EXTRACTED INFORMATION:
____________________

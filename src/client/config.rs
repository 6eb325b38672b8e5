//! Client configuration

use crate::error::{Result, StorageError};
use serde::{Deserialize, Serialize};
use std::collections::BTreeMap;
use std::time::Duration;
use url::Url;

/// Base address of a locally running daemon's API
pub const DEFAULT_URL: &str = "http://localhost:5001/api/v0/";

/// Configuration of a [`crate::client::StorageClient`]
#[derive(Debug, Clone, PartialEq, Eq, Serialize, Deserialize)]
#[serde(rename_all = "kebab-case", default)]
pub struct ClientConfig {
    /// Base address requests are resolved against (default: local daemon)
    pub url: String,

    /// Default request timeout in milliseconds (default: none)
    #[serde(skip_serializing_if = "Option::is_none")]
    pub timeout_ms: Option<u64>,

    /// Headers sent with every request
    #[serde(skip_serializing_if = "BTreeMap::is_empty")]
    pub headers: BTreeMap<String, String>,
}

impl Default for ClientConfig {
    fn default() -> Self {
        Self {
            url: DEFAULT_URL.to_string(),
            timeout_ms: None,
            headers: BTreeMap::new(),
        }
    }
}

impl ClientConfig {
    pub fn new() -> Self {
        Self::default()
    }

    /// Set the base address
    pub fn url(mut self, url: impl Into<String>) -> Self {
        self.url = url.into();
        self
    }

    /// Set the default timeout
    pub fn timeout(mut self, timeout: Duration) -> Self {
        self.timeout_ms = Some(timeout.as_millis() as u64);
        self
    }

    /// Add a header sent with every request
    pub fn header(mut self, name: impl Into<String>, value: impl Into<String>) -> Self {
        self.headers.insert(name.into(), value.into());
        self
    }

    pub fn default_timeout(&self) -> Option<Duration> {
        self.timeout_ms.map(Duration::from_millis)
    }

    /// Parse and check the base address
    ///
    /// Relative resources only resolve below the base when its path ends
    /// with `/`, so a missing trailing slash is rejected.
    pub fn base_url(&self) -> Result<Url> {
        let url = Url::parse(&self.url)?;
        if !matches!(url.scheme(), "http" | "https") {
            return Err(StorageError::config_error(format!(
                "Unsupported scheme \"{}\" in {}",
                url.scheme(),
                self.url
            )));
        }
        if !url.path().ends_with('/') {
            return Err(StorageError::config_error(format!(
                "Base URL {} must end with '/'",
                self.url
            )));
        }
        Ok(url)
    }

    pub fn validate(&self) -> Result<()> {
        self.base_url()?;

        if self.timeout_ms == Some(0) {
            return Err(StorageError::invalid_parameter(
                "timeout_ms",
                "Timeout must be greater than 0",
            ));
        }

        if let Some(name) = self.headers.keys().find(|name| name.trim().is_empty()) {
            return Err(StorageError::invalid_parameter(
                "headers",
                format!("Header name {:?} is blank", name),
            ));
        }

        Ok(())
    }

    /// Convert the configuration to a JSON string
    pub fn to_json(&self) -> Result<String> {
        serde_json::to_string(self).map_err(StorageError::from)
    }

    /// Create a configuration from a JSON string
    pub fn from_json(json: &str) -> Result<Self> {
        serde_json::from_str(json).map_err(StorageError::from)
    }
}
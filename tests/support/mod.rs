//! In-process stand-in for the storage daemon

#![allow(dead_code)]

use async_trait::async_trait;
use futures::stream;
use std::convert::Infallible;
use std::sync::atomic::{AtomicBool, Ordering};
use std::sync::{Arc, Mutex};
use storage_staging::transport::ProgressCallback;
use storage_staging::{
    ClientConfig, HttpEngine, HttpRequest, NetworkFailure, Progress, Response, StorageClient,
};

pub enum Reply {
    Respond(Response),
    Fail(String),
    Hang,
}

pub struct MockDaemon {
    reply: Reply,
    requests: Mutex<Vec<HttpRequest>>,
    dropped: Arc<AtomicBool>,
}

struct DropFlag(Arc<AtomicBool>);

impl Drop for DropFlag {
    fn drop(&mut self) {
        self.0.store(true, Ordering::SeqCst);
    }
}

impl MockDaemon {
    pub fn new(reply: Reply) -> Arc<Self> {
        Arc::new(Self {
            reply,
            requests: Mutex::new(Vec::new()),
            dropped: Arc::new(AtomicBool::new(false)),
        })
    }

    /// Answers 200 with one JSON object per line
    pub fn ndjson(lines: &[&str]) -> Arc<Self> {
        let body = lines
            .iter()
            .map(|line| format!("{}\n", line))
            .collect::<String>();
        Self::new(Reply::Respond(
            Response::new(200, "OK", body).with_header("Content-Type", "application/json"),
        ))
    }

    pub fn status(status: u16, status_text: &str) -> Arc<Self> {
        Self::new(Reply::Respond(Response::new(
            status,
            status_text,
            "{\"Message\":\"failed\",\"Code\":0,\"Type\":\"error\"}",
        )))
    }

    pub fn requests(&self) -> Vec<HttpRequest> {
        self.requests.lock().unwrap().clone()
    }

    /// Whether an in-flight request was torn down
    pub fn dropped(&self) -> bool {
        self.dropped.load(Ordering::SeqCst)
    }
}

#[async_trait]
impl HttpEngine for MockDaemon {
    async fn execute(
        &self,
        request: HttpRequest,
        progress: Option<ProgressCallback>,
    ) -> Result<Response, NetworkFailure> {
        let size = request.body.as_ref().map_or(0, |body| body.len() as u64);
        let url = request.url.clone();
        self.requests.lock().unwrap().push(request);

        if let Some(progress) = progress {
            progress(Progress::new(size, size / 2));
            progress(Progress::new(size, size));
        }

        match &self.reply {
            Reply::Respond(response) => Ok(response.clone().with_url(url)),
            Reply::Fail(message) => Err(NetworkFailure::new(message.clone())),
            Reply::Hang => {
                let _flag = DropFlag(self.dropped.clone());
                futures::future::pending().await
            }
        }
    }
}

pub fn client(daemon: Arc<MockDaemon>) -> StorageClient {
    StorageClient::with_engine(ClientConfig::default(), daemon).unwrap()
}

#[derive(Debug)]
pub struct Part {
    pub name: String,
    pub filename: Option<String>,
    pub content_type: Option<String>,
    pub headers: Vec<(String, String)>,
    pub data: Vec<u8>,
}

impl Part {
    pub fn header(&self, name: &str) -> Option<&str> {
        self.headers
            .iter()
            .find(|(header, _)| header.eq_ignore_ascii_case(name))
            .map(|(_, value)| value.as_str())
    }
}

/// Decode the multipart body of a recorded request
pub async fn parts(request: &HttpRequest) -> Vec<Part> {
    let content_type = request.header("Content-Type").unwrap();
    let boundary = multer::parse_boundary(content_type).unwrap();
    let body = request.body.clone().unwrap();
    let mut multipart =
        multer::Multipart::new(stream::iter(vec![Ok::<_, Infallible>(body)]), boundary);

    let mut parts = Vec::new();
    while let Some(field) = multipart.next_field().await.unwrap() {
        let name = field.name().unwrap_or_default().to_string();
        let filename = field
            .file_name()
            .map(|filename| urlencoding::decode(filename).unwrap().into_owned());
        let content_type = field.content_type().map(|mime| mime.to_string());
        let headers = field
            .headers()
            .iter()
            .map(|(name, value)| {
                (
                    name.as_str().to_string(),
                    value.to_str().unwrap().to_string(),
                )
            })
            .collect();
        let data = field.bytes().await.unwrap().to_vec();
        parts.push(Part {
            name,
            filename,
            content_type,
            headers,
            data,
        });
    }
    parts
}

____________________

Transcribe the data above in full, keeping every word as it is.

EXERCISE RESULT:
filename src/client/config.rs
repository 6eb325b38672b8e5
//! Client configuration

use crate::error::{Result, StorageError};
use serde::{Deserialize, Serialize};
use std::collections::BTreeMap;
use std::time::Duration;
use url::Url;

/// Base address of a locally running daemon's API
pub const DEFAULT_URL: &str = "http://localhost:5001/api/v0/";

/// Configuration of a [`crate::client::StorageClient`]
#[derive(Debug, Clone, PartialEq, Eq, Serialize, Deserialize)]
#[serde(rename_all = "kebab-case", default)]
pub struct ClientConfig {
    /// Base address requests are resolved against (default: local daemon)
    pub url: String,

    /// Default request timeout in milliseconds (default: none)
    #[serde(skip_serializing_if = "Option::is_none")]
    pub timeout_ms: Option<u64>,

    /// Headers sent with every request
    #[serde(skip_serializing_if = "BTreeMap::is_empty")]
    pub headers: BTreeMap<String, String>,
}

impl Default for ClientConfig {
    fn default() -> Self {
        Self {
            url: DEFAULT_URL.to_string(),
            timeout_ms: None,
            headers: BTreeMap::new(),
        }
    }
}

impl ClientConfig {
    pub fn new() -> Self {
        Self::default()
    }

    /// Set the base address
    pub fn url(mut self, url: impl Into<String>) -> Self {
        self.url = url.into();
        self
    }

    /// Set the default timeout
    pub fn timeout(mut self, timeout: Duration) -> Self {
        self.timeout_ms = Some(timeout.as_millis() as u64);
        self
    }

    /// Add a header sent with every request
    pub fn header(mut self, name: impl Into<String>, value: impl Into<String>) -> Self {
        self.headers.insert(name.into(), value.into());
        self
    }

    pub fn default_timeout(&self) -> Option<Duration> {
        self.timeout_ms.map(Duration::from_millis)
    }

    /// Parse and check the base address
    ///
    /// Relative resources only resolve below the base when its path ends
    /// with `/`, so a missing trailing slash is rejected.
    pub fn base_url(&self) -> Result<Url> {
        let url = Url::parse(&self.url)?;
        if !matches!(url.scheme(), "http" | "https") {
            return Err(StorageError::config_error(format!(
                "Unsupported scheme \"{}\" in {}",
                url.scheme(),
                self.url
            )));
        }
        if !url.path().ends_with('/') {
            return Err(StorageError::config_error(format!(
                "Base URL {} must end with '/'",
                self.url
            )));
        }
        Ok(url)
    }

    pub fn validate(&self) -> Result<()> {
        self.base_url()?;

        if self.timeout_ms == Some(0) {
            return Err(StorageError::invalid_parameter(
                "timeout_ms",
                "Timeout must be greater than 0",
            ));
        }

        if let Some(name) = self.headers.keys().find(|name| name.trim().is_empty()) {
            return Err(StorageError::invalid_parameter(
                "headers",
                format!("Header name {:?} is blank", name),
            ));
        }

        Ok(())
    }

    /// Convert the configuration to a JSON string
    pub fn to_json(&self) -> Result<String> {
        serde_json::to_string(self).map_err(StorageError::from)
    }

    /// Create a configuration from a JSON string
    pub fn from_json(json: &str) -> Result<Self> {
        serde_json::from_str(json).map_err(StorageError::from)
    }
}
filename tests/support/mod.rs
//! In-process stand-in for the storage daemon

#![allow(dead_code)]

use async_trait::async_trait;
use futures::stream;
use std::convert::Infallible;
use std::sync::atomic::{AtomicBool, Ordering};
use std::sync::{Arc, Mutex};
use storage_staging::transport::ProgressCallback;
use storage_staging::{
    ClientConfig, HttpEngine, HttpRequest, NetworkFailure, Progress, Response, StorageClient,
};

pub enum Reply {
    Respond(Response),
    Fail(String),
    Hang,
}

pub struct MockDaemon {
    reply: Reply,
    requests: Mutex<Vec<HttpRequest>>,
    dropped: Arc<AtomicBool>,
}

struct DropFlag(Arc<AtomicBool>);

impl Drop for DropFlag {
    fn drop(&mut self) {
        self.0.store(true, Ordering::SeqCst);
    }
}

impl MockDaemon {
    pub fn new(reply: Reply) -> Arc<Self> {
        Arc::new(Self {
            reply,
            requests: Mutex::new(Vec::new()),
            dropped: Arc::new(AtomicBool::new(false)),
        })
    }

    /// Answers 200 with one JSON object per line
    pub fn ndjson(lines: &[&str]) -> Arc<Self> {
        let body = lines
            .iter()
            .map(|line| format!("{}\n", line))
            .collect::<String>();
        Self::new(Reply::Respond(
            Response::new(200, "OK", body).with_header("Content-Type", "application/json"),
        ))
    }

    pub fn status(status: u16, status_text: &str) -> Arc<Self> {
        Self::new(Reply::Respond(Response::new(
            status,
            status_text,
            "{\"Message\":\"failed\",\"Code\":0,\"Type\":\"error\"}",
        )))
    }

    pub fn requests(&self) -> Vec<HttpRequest> {
        self.requests.lock().unwrap().clone()
    }

    /// Whether an in-flight request was torn down
    pub fn dropped(&self) -> bool {
        self.dropped.load(Ordering::SeqCst)
    }
}

#[async_trait]
impl HttpEngine for MockDaemon {
    async fn execute(
        &self,
        request: HttpRequest,
        progress: Option<ProgressCallback>,
    ) -> Result<Response, NetworkFailure> {
        let size = request.body.as_ref().map_or(0, |body| body.len() as u64);
        let url = request.url.clone();
        self.requests.lock().unwrap().push(request);

        if let Some(progress) = progress {
            progress(Progress::new(size, size / 2));
            progress(Progress::new(size, size));
        }

        match &self.reply {
            Reply::Respond(response) => Ok(response.clone().with_url(url)),
            Reply::Fail(message) => Err(NetworkFailure::new(message.clone())),
            Reply::Hang => {
                let _flag = DropFlag(self.dropped.clone());
                futures::future::pending().await
            }
        }
    }
}

pub fn client(daemon: Arc<MockDaemon>) -> StorageClient {
    StorageClient::with_engine(ClientConfig::default(), daemon).unwrap()
}

#[derive(Debug)]
pub struct Part {
    pub name: String,
    pub filename: Option<String>,
    pub content_type: Option<String>,
    pub headers: Vec<(String, String)>,
    pub data: Vec<u8>,
}

impl Part {
    pub fn header(&self, name: &str) -> Option<&str> {
        self.headers
            .iter()
            .find(|(header, _)| header.eq_ignore_ascii_case(name))
            .map(|(_, value)| value.as_str())
    }
}

/// Decode the multipart body of a recorded request
pub async fn parts(request: &HttpRequest) -> Vec<Part> {
    let content_type = request.header("Content-Type").unwrap();
    let boundary = multer::parse_boundary(content_type).unwrap();
    let body = request.body.clone().unwrap();
    let mut multipart =
        multer::Multipart::new(stream::iter(vec![Ok::<_, Infallible>(body)]), boundary);

    let mut parts = Vec::new();
    while let Some(field) = multipart.next_field().await.unwrap() {
        let name = field.name().unwrap_or_default().to_string();
        let filename = field
            .file_name()
            .map(|filename| urlencoding::decode(filename).unwrap().into_owned());
        let content_type = field.content_type().map(|mime| mime.to_string());
        let headers = field
            .headers()
            .iter()
            .map(|(name, value)| {
                (
                    name.as_str().to_string(),
                    value.to_str().unwrap().to_string(),
                )
            })
            .collect();
        let data = field.bytes().await.unwrap().to_vec();
        parts.push(Part {
            name,
            filename,
            content_type,
            headers,
            data,
        });
    }
    parts
}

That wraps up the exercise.